## Requirement
Return the lines below that contain "LogTransformer".

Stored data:
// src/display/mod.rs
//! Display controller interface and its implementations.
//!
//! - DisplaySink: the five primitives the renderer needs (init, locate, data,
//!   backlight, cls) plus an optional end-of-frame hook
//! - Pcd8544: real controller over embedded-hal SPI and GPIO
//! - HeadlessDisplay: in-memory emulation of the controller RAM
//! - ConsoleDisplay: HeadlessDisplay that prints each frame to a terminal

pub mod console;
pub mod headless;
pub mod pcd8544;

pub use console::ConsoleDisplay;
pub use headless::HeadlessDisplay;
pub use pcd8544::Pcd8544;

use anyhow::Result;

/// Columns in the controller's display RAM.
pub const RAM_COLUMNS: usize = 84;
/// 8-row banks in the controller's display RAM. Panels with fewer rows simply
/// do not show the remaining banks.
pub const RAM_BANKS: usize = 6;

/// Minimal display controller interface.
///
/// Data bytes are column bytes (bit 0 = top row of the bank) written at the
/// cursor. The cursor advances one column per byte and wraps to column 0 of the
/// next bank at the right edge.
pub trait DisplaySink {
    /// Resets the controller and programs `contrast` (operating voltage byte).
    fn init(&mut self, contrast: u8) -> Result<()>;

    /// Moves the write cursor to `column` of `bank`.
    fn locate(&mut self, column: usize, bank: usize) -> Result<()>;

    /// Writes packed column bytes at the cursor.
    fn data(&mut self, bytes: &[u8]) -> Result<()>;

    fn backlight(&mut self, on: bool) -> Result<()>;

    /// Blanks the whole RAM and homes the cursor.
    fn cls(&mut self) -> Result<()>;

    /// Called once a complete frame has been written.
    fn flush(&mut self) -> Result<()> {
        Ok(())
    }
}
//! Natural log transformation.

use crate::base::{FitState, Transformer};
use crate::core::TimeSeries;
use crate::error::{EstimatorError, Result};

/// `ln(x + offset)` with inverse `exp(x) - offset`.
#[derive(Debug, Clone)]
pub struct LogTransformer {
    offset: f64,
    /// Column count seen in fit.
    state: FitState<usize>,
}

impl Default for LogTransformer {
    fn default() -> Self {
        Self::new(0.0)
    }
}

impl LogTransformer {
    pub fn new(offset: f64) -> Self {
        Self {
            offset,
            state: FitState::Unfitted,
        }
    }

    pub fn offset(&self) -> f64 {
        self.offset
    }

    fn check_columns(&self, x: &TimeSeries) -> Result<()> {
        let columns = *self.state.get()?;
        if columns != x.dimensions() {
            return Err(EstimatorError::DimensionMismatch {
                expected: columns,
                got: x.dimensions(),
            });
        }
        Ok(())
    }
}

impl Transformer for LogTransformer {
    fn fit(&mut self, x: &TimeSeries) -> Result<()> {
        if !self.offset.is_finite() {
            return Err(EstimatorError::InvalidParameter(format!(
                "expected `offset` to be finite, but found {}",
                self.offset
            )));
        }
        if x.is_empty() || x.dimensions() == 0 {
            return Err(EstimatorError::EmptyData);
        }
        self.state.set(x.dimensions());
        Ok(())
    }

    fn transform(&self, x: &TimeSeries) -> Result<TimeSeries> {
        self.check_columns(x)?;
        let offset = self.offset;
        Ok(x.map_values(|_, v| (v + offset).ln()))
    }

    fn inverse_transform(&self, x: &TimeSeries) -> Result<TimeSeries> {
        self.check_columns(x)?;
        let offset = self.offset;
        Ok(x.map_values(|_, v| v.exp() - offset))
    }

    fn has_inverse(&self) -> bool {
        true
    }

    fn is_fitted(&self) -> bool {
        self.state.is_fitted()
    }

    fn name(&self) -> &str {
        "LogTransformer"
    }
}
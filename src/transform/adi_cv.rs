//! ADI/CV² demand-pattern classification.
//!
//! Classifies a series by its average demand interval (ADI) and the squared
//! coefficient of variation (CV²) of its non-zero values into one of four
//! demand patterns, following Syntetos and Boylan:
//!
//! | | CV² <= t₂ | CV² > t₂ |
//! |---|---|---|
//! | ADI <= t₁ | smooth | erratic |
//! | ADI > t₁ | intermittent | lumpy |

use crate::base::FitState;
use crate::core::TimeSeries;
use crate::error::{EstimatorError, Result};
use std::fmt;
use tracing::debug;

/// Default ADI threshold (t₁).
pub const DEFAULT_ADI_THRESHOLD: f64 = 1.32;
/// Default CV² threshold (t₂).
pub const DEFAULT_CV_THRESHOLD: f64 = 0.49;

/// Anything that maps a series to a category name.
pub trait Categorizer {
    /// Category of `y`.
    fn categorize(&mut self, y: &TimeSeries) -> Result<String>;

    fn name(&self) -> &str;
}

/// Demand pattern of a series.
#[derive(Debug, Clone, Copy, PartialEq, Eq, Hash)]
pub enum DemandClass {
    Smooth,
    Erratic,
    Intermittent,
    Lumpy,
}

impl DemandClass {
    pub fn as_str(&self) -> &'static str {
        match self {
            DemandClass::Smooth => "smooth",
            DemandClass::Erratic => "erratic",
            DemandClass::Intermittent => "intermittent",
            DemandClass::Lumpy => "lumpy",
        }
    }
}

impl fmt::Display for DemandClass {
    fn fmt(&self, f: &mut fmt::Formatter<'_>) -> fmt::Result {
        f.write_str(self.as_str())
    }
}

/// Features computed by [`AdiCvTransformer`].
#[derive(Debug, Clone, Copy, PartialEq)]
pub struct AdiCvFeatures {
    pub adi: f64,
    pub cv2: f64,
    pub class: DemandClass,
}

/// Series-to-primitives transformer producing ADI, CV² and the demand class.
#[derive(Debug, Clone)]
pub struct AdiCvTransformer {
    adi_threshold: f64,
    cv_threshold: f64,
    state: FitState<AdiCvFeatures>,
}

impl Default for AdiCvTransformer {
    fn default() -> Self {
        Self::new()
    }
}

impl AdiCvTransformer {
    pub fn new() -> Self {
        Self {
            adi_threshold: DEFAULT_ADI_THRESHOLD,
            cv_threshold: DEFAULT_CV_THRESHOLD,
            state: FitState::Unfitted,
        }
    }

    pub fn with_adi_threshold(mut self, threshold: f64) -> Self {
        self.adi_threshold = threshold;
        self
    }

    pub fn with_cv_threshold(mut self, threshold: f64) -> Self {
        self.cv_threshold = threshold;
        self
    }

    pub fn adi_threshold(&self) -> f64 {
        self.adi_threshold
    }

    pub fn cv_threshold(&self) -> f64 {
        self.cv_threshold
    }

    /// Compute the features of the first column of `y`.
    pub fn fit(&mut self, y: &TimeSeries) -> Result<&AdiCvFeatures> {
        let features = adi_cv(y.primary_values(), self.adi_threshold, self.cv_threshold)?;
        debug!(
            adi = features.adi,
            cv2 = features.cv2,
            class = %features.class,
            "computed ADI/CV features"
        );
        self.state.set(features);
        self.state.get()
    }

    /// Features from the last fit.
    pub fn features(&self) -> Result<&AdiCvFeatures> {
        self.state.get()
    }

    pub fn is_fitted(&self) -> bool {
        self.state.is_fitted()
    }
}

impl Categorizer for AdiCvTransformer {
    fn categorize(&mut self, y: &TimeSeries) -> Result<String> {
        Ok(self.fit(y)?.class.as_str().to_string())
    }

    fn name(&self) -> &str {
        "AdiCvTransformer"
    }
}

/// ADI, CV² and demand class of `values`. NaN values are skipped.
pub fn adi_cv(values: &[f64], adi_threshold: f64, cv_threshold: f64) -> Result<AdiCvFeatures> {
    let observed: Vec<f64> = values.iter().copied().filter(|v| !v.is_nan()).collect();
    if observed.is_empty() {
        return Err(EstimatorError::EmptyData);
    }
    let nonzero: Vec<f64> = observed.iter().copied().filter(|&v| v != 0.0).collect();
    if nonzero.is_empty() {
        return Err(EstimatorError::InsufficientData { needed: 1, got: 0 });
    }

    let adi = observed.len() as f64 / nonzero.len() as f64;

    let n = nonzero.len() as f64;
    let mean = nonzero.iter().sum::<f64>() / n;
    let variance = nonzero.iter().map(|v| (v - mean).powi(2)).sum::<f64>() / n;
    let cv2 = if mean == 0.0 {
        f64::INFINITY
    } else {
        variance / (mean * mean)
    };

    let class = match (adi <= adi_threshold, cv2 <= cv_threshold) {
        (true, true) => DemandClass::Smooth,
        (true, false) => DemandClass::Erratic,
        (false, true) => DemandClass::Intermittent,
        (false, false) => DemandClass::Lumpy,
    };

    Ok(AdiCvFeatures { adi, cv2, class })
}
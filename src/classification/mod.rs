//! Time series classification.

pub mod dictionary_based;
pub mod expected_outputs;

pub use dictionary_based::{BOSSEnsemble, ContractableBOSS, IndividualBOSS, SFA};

## Response below
pub struct LogTransformer {
impl Default for LogTransformer {
impl LogTransformer {
impl Transformer for LogTransformer {
        "LogTransformer"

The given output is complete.